• Data provided:
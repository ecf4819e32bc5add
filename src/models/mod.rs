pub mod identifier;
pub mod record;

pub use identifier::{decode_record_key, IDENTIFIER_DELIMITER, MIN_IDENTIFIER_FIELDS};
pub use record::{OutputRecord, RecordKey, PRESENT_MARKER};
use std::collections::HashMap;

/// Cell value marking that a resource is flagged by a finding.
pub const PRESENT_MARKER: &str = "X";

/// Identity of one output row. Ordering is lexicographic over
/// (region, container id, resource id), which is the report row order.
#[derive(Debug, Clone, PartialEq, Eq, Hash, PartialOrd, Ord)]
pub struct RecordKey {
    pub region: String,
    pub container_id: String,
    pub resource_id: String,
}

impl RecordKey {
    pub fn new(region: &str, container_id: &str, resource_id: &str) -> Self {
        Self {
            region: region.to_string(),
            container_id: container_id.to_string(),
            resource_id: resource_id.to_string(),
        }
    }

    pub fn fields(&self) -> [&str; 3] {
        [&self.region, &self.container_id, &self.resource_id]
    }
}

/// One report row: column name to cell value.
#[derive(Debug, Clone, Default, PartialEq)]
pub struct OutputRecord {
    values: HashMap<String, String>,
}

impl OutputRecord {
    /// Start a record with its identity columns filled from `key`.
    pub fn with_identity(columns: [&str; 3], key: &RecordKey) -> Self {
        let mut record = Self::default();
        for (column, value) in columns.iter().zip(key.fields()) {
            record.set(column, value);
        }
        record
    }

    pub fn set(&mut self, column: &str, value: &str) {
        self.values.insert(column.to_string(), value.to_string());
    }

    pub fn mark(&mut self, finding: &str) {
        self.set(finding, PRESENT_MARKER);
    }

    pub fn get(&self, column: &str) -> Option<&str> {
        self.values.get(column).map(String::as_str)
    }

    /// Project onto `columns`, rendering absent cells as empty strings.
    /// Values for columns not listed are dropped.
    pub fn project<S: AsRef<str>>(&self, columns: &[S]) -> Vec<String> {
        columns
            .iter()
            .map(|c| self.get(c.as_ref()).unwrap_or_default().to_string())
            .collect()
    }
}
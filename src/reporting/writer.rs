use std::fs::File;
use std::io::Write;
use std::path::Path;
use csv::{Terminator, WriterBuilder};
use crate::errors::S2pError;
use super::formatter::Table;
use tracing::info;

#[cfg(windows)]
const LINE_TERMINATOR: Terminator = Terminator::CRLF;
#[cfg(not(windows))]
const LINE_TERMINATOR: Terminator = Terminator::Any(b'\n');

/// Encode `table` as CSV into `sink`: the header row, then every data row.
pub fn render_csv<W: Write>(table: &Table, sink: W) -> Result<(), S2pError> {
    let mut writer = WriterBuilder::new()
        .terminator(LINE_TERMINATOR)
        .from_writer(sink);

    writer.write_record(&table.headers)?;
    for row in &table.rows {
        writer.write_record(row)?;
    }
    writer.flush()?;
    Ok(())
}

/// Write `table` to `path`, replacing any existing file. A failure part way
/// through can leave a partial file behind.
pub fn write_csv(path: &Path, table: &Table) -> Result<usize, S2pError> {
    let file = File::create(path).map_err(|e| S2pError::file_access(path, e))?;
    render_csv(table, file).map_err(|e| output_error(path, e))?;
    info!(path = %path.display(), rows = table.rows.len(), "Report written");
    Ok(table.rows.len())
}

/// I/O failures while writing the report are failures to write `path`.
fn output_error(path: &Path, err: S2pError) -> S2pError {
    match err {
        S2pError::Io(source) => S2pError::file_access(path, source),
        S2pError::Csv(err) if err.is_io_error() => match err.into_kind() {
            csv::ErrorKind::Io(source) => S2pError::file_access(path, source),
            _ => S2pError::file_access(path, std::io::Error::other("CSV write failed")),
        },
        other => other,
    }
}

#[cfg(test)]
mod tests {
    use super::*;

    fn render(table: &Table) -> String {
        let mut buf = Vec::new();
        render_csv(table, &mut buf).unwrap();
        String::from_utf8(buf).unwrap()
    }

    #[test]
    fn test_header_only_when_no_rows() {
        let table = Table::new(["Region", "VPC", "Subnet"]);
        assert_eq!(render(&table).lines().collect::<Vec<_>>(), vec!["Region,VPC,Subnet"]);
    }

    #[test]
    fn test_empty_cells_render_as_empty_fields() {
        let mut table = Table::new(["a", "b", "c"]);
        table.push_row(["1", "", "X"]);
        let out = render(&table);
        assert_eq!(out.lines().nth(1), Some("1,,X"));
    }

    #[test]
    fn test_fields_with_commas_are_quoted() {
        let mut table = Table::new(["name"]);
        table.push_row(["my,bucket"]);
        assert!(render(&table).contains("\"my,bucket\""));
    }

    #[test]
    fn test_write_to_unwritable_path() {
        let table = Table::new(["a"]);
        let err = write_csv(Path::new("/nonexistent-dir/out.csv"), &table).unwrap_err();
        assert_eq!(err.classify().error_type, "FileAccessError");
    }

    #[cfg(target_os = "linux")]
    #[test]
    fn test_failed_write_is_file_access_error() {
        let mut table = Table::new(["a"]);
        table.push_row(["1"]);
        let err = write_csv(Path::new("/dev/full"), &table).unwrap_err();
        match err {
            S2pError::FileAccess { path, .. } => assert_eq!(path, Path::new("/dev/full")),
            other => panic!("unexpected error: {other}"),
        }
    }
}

• What the exercise asks:
What lines hold the string "Debug"? Pick them out of the data.

• Answer to the exercise:
#[derive(Debug, Clone, PartialEq, Eq, Hash, PartialOrd, Ord)]
#[derive(Debug, Clone, Default, PartialEq)]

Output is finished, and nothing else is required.